(Stored items)
********************

//! Headless palette controller.
//!
//! Owns the loaded sections and their rendered state, and reacts to the events
//! a UI forwards through [`PaletteEvents`]. The UI only draws what it reads
//! back from here.

mod errors;
mod events;
mod status;
#[cfg(test)]
mod tests;

use std::fmt;
use std::path::{Path, PathBuf};
use std::sync::Arc;

use chrono::{Local, NaiveDateTime};
use cmdpal_config::{PaletteConfig, Section, SectionKind};
use tracing::{debug, error, info, warn};

use crate::executor::{
    ActionDispatcher, Activation, AutomationBackend, Shell, SystemShell, detect_backend,
};
use crate::focus::{DockChange, FocusTracker, WindowGeometry};
use crate::notes::NotesLog;
use crate::render::{ReconcileDiff, ReconcileMode, RenderedItems, display_text, itemize};
use crate::scheduler::{Clock, InteractionClock, SystemClock};

pub use errors::PaletteError;
pub use events::{PaletteEvents, TickOutcome};
pub use status::StatusArea;

/// Position of a section: config file column, then order within the file.
#[derive(Debug, Clone, Copy, PartialEq, Eq, Hash, PartialOrd, Ord)]
pub struct SectionId {
    pub column: usize,
    pub index: usize,
}

impl SectionId {
    pub fn new(column: usize, index: usize) -> Self {
        Self { column, index }
    }
}

impl fmt::Display for SectionId {
    fn fmt(&self, f: &mut fmt::Formatter<'_>) -> fmt::Result {
        write!(f, "{}:{}", self.column, self.index)
    }
}

/// What a section currently shows.
#[derive(Debug, Clone, PartialEq, Eq)]
pub enum SectionContent {
    Items(RenderedItems),
    Text(String),
    Log(String),
}

/// Result of a successful refresh.
#[derive(Debug, Clone, PartialEq, Eq)]
pub enum RefreshReport {
    Items(ReconcileDiff),
    Text,
    Log,
}

impl RefreshReport {
    /// Item lists and logs follow their newest entry after each refresh.
    pub fn scrolls_to_end(&self) -> bool {
        matches!(self, RefreshReport::Items(_) | RefreshReport::Log)
    }
}

#[derive(Debug)]
pub struct SectionState {
    section: Section,
    content: SectionContent,
    notes: Option<NotesLog>,
}

impl SectionState {
    fn new(section: Section) -> Self {
        let content = match section.kind {
            SectionKind::ParseCommand => SectionContent::Items(RenderedItems::new()),
            SectionKind::Display => SectionContent::Text(String::new()),
            SectionKind::Log => SectionContent::Log(String::new()),
        };
        let notes = section.log_path.clone().map(NotesLog::new);
        Self {
            section,
            content,
            notes,
        }
    }

    pub fn section(&self) -> &Section {
        &self.section
    }

    pub fn content(&self) -> &SectionContent {
        &self.content
    }

    /// Sections without a command only show their header.
    pub fn is_active(&self) -> bool {
        self.section.is_renderable()
    }

    pub fn items(&self) -> Option<&RenderedItems> {
        match &self.content {
            SectionContent::Items(items) => Some(items),
            _ => None,
        }
    }
}

/// Sections from one config file.
#[derive(Debug)]
pub struct PaletteColumn {
    path: PathBuf,
    sections: Vec<SectionState>,
}

impl PaletteColumn {
    /// Absolute path of the config file, used as the column heading.
    pub fn path(&self) -> &Path {
        &self.path
    }

    pub fn sections(&self) -> &[SectionState] {
        &self.sections
    }
}

pub struct Palette<C: Clock = SystemClock> {
    columns: Vec<PaletteColumn>,
    interactions: InteractionClock<C>,
    focus: FocusTracker,
    shell: Arc<dyn Shell>,
    dispatcher: ActionDispatcher,
    status: StatusArea,
}

impl Palette<SystemClock> {
    /// Palette backed by `sh` and the detected platform automation.
    pub fn from_configs(configs: Vec<PaletteConfig>) -> Self {
        Self::new(
            configs,
            Arc::new(SystemShell::new()),
            detect_backend(),
            SystemClock,
        )
    }
}

impl<C: Clock> Palette<C> {
    pub fn new(
        configs: Vec<PaletteConfig>,
        shell: Arc<dyn Shell>,
        automation: Option<Arc<dyn AutomationBackend>>,
        clock: C,
    ) -> Self {
        let columns = configs
            .into_iter()
            .map(|config| PaletteColumn {
                path: config.path,
                sections: config.sections.into_iter().map(SectionState::new).collect(),
            })
            .collect();

        Self {
            columns,
            interactions: InteractionClock::new(clock),
            focus: FocusTracker::new(),
            dispatcher: ActionDispatcher::new(Arc::clone(&shell), automation),
            shell,
            status: StatusArea::default(),
        }
    }

    pub fn columns(&self) -> &[PaletteColumn] {
        &self.columns
    }

    pub fn section(&self, id: SectionId) -> Option<&SectionState> {
        self.columns.get(id.column)?.sections.get(id.index)
    }

    fn section_mut(&mut self, id: SectionId) -> Result<&mut SectionState, PaletteError> {
        self.columns
            .get_mut(id.column)
            .and_then(|column| column.sections.get_mut(id.index))
            .ok_or(PaletteError::UnknownSection { id })
    }

    /// Sections that refresh on a timer.
    pub fn active_sections(&self) -> Vec<SectionId> {
        self.columns
            .iter()
            .enumerate()
            .flat_map(|(column, col)| {
                col.sections
                    .iter()
                    .enumerate()
                    .filter(|(_, state)| state.is_active())
                    .map(move |(index, _)| SectionId::new(column, index))
            })
            .collect()
    }

    pub fn status(&self) -> &StatusArea {
        &self.status
    }

    pub fn focus(&self) -> &FocusTracker {
        &self.focus
    }

    pub fn interactions(&self) -> &InteractionClock<C> {
        &self.interactions
    }

    pub fn active_runs(&self) -> usize {
        self.dispatcher.workers().active_count()
    }

    /// Refresh one section now, ignoring the interaction gate.
    pub fn refresh_section(&mut self, id: SectionId) -> Result<RefreshReport, PaletteError> {
        let shell = Arc::clone(&self.shell);
        let state = self.section_mut(id)?;
        if !state.is_active() {
            return Err(PaletteError::InactiveSection {
                name: state.section.name.clone(),
            });
        }

        debug!(
            event = "core.palette.refresh_started",
            section = %state.section.name,
            kind = %state.section.kind
        );

        let section = &state.section;
        let report = match &mut state.content {
            SectionContent::Items(rendered) => {
                let output = shell.capture(&section.value)?;
                let fresh = itemize(&output, section.split);
                let diff = rendered.reconcile(fresh, ReconcileMode::for_clean(section.clean));
                RefreshReport::Items(diff)
            }
            SectionContent::Text(text) => {
                let output = shell.capture(&section.value)?;
                *text = display_text(&output, section.split);
                RefreshReport::Text
            }
            SectionContent::Log(contents) => {
                let notes = state.notes.as_ref().ok_or_else(|| PaletteError::NotALog {
                    name: section.name.clone(),
                })?;
                *contents = notes.read_contents()?;
                RefreshReport::Log
            }
        };

        debug!(
            event = "core.palette.refresh_completed",
            section = %state.section.name
        );
        Ok(report)
    }

    /// Initial population of every active section.
    pub fn refresh_all(&mut self) -> Vec<(SectionId, Result<RefreshReport, PaletteError>)> {
        let ids = self.active_sections();
        info!(event = "core.palette.refresh_all_started", sections = ids.len());

        ids.into_iter()
            .map(|id| {
                let result = self.refresh_section(id);
                if let Err(e) = &result {
                    warn!(event = "core.palette.refresh_failed", section = %id, error = %e);
                }
                (id, result)
            })
            .collect()
    }

    /// Append `text` to a log section's file, then reload it.
    pub fn submit_note(&mut self, id: SectionId, text: &str) -> Result<RefreshReport, PaletteError> {
        self.submit_note_at(id, text, Local::now().naive_local())
    }

    pub fn submit_note_at(
        &mut self,
        id: SectionId,
        text: &str,
        at: NaiveDateTime,
    ) -> Result<RefreshReport, PaletteError> {
        let result = self.append_note(id, text, at);
        if let Err(e) = &result {
            error!(event = "core.palette.note_failed", section = %id, error = %e);
            self.status.append(&format!("Error: {e}"));
        }
        result
    }

    fn append_note(
        &mut self,
        id: SectionId,
        text: &str,
        at: NaiveDateTime,
    ) -> Result<RefreshReport, PaletteError> {
        let state = self.section_mut(id)?;
        let notes = state.notes.as_ref().ok_or_else(|| PaletteError::NotALog {
            name: state.section.name.clone(),
        })?;
        notes.append_entry(text, at)?;
        self.refresh_section(id)
    }

    /// Pointer entered an item: show its full text and count the interaction.
    pub fn hover_text(&mut self, text: &str) -> bool {
        self.status.show(text);
        self.interactions.record_interaction()
    }

    /// Pointer entered item `index` of section `id`.
    pub fn hover_item(&mut self, id: SectionId, index: usize) -> Result<bool, PaletteError> {
        let raw = self.item_raw(id, index)?;
        Ok(self.hover_text(&raw))
    }

    fn item_raw(&self, id: SectionId, index: usize) -> Result<String, PaletteError> {
        let state = self
            .section(id)
            .ok_or(PaletteError::UnknownSection { id })?;
        state
            .items()
            .and_then(|items| items.items().get(index))
            .map(|item| item.raw().to_string())
            .ok_or_else(|| PaletteError::UnknownItem {
                name: state.section.name.clone(),
                index,
            })
    }

    /// Execute item `index` of section `id` with the section's action.
    ///
    /// Failures are also written to the status area.
    pub fn activate_item(&mut self, id: SectionId, index: usize) -> Result<Activation, PaletteError> {
        let result = self.activate(id, index);
        if let Err(e) = &result {
            self.status.append(&format!("Error: {e}"));
        }
        result
    }

    fn activate(&mut self, id: SectionId, index: usize) -> Result<Activation, PaletteError> {
        let raw = self.item_raw(id, index)?;
        let action = self
            .section(id)
            .map(|state| state.section.action())
            .unwrap_or_default();
        Ok(self.dispatcher.activate(&raw, action)?)
    }

    /// Move finished background runs into the status area. Returns how many arrived.
    pub fn drain_run_results(&mut self) -> usize {
        let outcomes = self.dispatcher.drain_results();
        for outcome in &outcomes {
            match &outcome.result {
                Ok(output) => self.status.append(output),
                Err(e) => {
                    warn!(
                        event = "core.palette.run_failed",
                        command = %outcome.command,
                        error = %e
                    );
                    self.status.append(&format!("Error: {e}"));
                }
            }
        }
        outcomes.len()
    }
}

impl<C: Clock> PaletteEvents for Palette<C> {
    fn on_focus_changed(&mut self, focused: bool, geometry: WindowGeometry) -> Option<DockChange> {
        if focused {
            self.focus.focus_gained()
        } else {
            self.focus.focus_lost(geometry)
        }
    }

    fn on_interaction(&mut self) -> bool {
        self.interactions.record_interaction()
    }

    fn on_tick(&mut self, id: SectionId) -> TickOutcome {
        if !self.interactions.should_reload() {
            debug!(
                event = "core.palette.tick_suppressed",
                section = %id,
                remaining_ms = self.interactions.suppressed_for().as_millis() as u64
            );
            return TickOutcome::Suppressed;
        }

        match self.refresh_section(id) {
            Ok(report) => TickOutcome::Refreshed(report),
            Err(e) => {
                warn!(event = "core.palette.tick_failed", section = %id, error = %e);
                TickOutcome::Failed(e)
            }
        }
    }
}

********************

Copy each line of the entries in which the string "UnknownSection" is found.

            .ok_or(PaletteError::UnknownSection { id })
            .ok_or(PaletteError::UnknownSection { id })?;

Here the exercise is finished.